# Activity
Exact repetition is the task: copy every entry below.

* * * * * * * * *

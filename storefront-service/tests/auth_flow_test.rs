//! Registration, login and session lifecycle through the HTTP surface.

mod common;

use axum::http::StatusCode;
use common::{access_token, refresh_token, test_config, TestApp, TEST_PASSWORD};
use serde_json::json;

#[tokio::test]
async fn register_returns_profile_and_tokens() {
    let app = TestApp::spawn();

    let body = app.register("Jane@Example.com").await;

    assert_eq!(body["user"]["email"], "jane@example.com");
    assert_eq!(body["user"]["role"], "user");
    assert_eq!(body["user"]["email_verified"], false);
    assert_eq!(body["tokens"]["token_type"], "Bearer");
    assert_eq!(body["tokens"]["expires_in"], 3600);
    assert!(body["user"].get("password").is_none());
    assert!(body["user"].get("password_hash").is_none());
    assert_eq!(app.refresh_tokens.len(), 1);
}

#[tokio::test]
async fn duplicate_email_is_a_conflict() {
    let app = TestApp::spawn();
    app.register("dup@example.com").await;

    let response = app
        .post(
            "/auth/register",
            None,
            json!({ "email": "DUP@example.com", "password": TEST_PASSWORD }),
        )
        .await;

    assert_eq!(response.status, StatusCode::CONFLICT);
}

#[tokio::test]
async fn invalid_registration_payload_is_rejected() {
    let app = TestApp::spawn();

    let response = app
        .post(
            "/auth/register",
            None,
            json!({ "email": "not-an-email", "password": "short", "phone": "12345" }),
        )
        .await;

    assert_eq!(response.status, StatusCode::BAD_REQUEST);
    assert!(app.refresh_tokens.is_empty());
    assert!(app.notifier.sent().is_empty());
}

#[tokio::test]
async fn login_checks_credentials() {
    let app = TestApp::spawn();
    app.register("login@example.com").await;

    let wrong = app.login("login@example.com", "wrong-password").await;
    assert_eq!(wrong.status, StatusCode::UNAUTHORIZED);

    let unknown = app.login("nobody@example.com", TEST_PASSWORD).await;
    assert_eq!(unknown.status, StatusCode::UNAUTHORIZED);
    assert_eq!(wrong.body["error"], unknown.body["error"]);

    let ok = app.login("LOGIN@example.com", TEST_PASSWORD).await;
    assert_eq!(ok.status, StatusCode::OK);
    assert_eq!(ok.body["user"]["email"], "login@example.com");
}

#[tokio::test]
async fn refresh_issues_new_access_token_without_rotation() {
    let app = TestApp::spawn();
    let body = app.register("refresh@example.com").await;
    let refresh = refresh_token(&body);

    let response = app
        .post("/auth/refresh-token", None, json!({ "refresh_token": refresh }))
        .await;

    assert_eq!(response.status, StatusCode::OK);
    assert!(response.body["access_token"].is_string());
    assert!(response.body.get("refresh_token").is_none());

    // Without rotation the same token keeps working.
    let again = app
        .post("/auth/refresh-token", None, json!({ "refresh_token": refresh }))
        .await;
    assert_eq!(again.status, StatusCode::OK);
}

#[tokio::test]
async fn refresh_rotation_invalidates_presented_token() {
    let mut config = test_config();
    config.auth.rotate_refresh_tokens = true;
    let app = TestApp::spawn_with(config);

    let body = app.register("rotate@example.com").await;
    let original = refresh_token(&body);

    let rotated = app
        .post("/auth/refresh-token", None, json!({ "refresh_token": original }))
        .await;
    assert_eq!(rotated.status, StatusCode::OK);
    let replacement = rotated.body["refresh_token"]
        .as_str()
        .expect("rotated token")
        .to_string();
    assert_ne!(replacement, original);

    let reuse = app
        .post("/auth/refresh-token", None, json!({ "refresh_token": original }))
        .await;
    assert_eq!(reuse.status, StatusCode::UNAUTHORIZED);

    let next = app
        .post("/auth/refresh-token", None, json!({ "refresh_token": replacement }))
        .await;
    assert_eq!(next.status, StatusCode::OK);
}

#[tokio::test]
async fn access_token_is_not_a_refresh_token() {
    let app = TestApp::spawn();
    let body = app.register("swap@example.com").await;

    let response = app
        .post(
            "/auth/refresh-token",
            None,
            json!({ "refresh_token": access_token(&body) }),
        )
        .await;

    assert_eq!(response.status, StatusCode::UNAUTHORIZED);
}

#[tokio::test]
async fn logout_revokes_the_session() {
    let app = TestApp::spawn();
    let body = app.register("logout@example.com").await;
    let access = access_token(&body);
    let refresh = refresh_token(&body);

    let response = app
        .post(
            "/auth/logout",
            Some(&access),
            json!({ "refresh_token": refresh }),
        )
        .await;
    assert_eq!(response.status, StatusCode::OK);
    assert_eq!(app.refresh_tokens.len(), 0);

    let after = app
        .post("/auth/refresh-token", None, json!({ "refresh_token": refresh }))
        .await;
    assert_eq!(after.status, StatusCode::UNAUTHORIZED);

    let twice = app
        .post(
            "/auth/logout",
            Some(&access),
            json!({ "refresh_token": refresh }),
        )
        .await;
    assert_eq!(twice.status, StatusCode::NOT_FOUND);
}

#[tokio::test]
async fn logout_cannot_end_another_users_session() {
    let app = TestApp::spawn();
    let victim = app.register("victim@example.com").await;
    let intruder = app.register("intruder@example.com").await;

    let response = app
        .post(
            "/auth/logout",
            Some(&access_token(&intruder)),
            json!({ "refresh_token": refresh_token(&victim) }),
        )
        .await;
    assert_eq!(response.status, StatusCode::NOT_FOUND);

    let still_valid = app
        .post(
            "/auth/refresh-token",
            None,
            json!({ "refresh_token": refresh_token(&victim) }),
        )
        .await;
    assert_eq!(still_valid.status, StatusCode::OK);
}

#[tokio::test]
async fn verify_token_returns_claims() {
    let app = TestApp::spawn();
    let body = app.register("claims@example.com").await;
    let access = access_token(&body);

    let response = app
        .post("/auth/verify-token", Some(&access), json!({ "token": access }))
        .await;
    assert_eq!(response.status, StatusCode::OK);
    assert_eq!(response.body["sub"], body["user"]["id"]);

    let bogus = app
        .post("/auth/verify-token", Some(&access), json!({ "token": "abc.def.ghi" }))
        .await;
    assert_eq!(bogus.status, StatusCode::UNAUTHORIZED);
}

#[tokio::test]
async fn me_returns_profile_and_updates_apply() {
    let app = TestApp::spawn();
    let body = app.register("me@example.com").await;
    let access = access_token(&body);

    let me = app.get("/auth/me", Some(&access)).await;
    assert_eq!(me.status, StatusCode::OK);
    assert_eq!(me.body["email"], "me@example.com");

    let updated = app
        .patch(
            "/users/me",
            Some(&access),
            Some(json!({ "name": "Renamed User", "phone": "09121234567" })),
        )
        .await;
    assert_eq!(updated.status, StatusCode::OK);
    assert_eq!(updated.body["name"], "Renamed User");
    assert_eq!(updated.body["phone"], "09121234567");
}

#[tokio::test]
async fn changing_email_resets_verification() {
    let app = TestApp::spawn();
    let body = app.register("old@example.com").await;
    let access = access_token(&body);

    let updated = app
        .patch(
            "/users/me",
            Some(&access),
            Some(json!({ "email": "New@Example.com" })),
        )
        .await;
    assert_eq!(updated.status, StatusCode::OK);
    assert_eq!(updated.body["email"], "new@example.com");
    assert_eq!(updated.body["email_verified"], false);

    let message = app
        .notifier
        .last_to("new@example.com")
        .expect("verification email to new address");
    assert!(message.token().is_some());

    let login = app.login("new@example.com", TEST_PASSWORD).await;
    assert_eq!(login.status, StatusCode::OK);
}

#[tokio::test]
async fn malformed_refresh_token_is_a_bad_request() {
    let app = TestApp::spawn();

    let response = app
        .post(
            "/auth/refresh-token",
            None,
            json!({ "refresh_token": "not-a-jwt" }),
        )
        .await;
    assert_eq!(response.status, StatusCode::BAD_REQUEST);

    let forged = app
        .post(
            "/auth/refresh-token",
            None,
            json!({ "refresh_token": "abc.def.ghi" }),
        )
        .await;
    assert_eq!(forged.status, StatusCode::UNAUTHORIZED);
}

* * * * * * * * *

# Your response
filename storefront-service/tests/auth_flow_test.rs
//! Registration, login and session lifecycle through the HTTP surface.

mod common;

use axum::http::StatusCode;
use common::{access_token, refresh_token, test_config, TestApp, TEST_PASSWORD};
use serde_json::json;

#[tokio::test]
async fn register_returns_profile_and_tokens() {
    let app = TestApp::spawn();

    let body = app.register("Jane@Example.com").await;

    assert_eq!(body["user"]["email"], "jane@example.com");
    assert_eq!(body["user"]["role"], "user");
    assert_eq!(body["user"]["email_verified"], false);
    assert_eq!(body["tokens"]["token_type"], "Bearer");
    assert_eq!(body["tokens"]["expires_in"], 3600);
    assert!(body["user"].get("password").is_none());
    assert!(body["user"].get("password_hash").is_none());
    assert_eq!(app.refresh_tokens.len(), 1);
}

#[tokio::test]
async fn duplicate_email_is_a_conflict() {
    let app = TestApp::spawn();
    app.register("dup@example.com").await;

    let response = app
        .post(
            "/auth/register",
            None,
            json!({ "email": "DUP@example.com", "password": TEST_PASSWORD }),
        )
        .await;

    assert_eq!(response.status, StatusCode::CONFLICT);
}

#[tokio::test]
async fn invalid_registration_payload_is_rejected() {
    let app = TestApp::spawn();

    let response = app
        .post(
            "/auth/register",
            None,
            json!({ "email": "not-an-email", "password": "short", "phone": "12345" }),
        )
        .await;

    assert_eq!(response.status, StatusCode::BAD_REQUEST);
    assert!(app.refresh_tokens.is_empty());
    assert!(app.notifier.sent().is_empty());
}

#[tokio::test]
async fn login_checks_credentials() {
    let app = TestApp::spawn();
    app.register("login@example.com").await;

    let wrong = app.login("login@example.com", "wrong-password").await;
    assert_eq!(wrong.status, StatusCode::UNAUTHORIZED);

    let unknown = app.login("nobody@example.com", TEST_PASSWORD).await;
    assert_eq!(unknown.status, StatusCode::UNAUTHORIZED);
    assert_eq!(wrong.body["error"], unknown.body["error"]);

    let ok = app.login("LOGIN@example.com", TEST_PASSWORD).await;
    assert_eq!(ok.status, StatusCode::OK);
    assert_eq!(ok.body["user"]["email"], "login@example.com");
}

#[tokio::test]
async fn refresh_issues_new_access_token_without_rotation() {
    let app = TestApp::spawn();
    let body = app.register("refresh@example.com").await;
    let refresh = refresh_token(&body);

    let response = app
        .post("/auth/refresh-token", None, json!({ "refresh_token": refresh }))
        .await;

    assert_eq!(response.status, StatusCode::OK);
    assert!(response.body["access_token"].is_string());
    assert!(response.body.get("refresh_token").is_none());

    // Without rotation the same token keeps working.
    let again = app
        .post("/auth/refresh-token", None, json!({ "refresh_token": refresh }))
        .await;
    assert_eq!(again.status, StatusCode::OK);
}

#[tokio::test]
async fn refresh_rotation_invalidates_presented_token() {
    let mut config = test_config();
    config.auth.rotate_refresh_tokens = true;
    let app = TestApp::spawn_with(config);

    let body = app.register("rotate@example.com").await;
    let original = refresh_token(&body);

    let rotated = app
        .post("/auth/refresh-token", None, json!({ "refresh_token": original }))
        .await;
    assert_eq!(rotated.status, StatusCode::OK);
    let replacement = rotated.body["refresh_token"]
        .as_str()
        .expect("rotated token")
        .to_string();
    assert_ne!(replacement, original);

    let reuse = app
        .post("/auth/refresh-token", None, json!({ "refresh_token": original }))
        .await;
    assert_eq!(reuse.status, StatusCode::UNAUTHORIZED);

    let next = app
        .post("/auth/refresh-token", None, json!({ "refresh_token": replacement }))
        .await;
    assert_eq!(next.status, StatusCode::OK);
}

#[tokio::test]
async fn access_token_is_not_a_refresh_token() {
    let app = TestApp::spawn();
    let body = app.register("swap@example.com").await;

    let response = app
        .post(
            "/auth/refresh-token",
            None,
            json!({ "refresh_token": access_token(&body) }),
        )
        .await;

    assert_eq!(response.status, StatusCode::UNAUTHORIZED);
}

#[tokio::test]
async fn logout_revokes_the_session() {
    let app = TestApp::spawn();
    let body = app.register("logout@example.com").await;
    let access = access_token(&body);
    let refresh = refresh_token(&body);

    let response = app
        .post(
            "/auth/logout",
            Some(&access),
            json!({ "refresh_token": refresh }),
        )
        .await;
    assert_eq!(response.status, StatusCode::OK);
    assert_eq!(app.refresh_tokens.len(), 0);

    let after = app
        .post("/auth/refresh-token", None, json!({ "refresh_token": refresh }))
        .await;
    assert_eq!(after.status, StatusCode::UNAUTHORIZED);

    let twice = app
        .post(
            "/auth/logout",
            Some(&access),
            json!({ "refresh_token": refresh }),
        )
        .await;
    assert_eq!(twice.status, StatusCode::NOT_FOUND);
}

#[tokio::test]
async fn logout_cannot_end_another_users_session() {
    let app = TestApp::spawn();
    let victim = app.register("victim@example.com").await;
    let intruder = app.register("intruder@example.com").await;

    let response = app
        .post(
            "/auth/logout",
            Some(&access_token(&intruder)),
            json!({ "refresh_token": refresh_token(&victim) }),
        )
        .await;
    assert_eq!(response.status, StatusCode::NOT_FOUND);

    let still_valid = app
        .post(
            "/auth/refresh-token",
            None,
            json!({ "refresh_token": refresh_token(&victim) }),
        )
        .await;
    assert_eq!(still_valid.status, StatusCode::OK);
}

#[tokio::test]
async fn verify_token_returns_claims() {
    let app = TestApp::spawn();
    let body = app.register("claims@example.com").await;
    let access = access_token(&body);

    let response = app
        .post("/auth/verify-token", Some(&access), json!({ "token": access }))
        .await;
    assert_eq!(response.status, StatusCode::OK);
    assert_eq!(response.body["sub"], body["user"]["id"]);

    let bogus = app
        .post("/auth/verify-token", Some(&access), json!({ "token": "abc.def.ghi" }))
        .await;
    assert_eq!(bogus.status, StatusCode::UNAUTHORIZED);
}

#[tokio::test]
async fn me_returns_profile_and_updates_apply() {
    let app = TestApp::spawn();
    let body = app.register("me@example.com").await;
    let access = access_token(&body);

    let me = app.get("/auth/me", Some(&access)).await;
    assert_eq!(me.status, StatusCode::OK);
    assert_eq!(me.body["email"], "me@example.com");

    let updated = app
        .patch(
            "/users/me",
            Some(&access),
            Some(json!({ "name": "Renamed User", "phone": "09121234567" })),
        )
        .await;
    assert_eq!(updated.status, StatusCode::OK);
    assert_eq!(updated.body["name"], "Renamed User");
    assert_eq!(updated.body["phone"], "09121234567");
}

#[tokio::test]
async fn changing_email_resets_verification() {
    let app = TestApp::spawn();
    let body = app.register("old@example.com").await;
    let access = access_token(&body);

    let updated = app
        .patch(
            "/users/me",
            Some(&access),
            Some(json!({ "email": "New@Example.com" })),
        )
        .await;
    assert_eq!(updated.status, StatusCode::OK);
    assert_eq!(updated.body["email"], "new@example.com");
    assert_eq!(updated.body["email_verified"], false);

    let message = app
        .notifier
        .last_to("new@example.com")
        .expect("verification email to new address");
    assert!(message.token().is_some());

    let login = app.login("new@example.com", TEST_PASSWORD).await;
    assert_eq!(login.status, StatusCode::OK);
}

#[tokio::test]
async fn malformed_refresh_token_is_a_bad_request() {
    let app = TestApp::spawn();

    let response = app
        .post(
            "/auth/refresh-token",
            None,
            json!({ "refresh_token": "not-a-jwt" }),
        )
        .await;
    assert_eq!(response.status, StatusCode::BAD_REQUEST);

    let forged = app
        .post(
            "/auth/refresh-token",
            None,
            json!({ "refresh_token": "abc.def.ghi" }),
        )
        .await;
    assert_eq!(forged.status, StatusCode::UNAUTHORIZED);
}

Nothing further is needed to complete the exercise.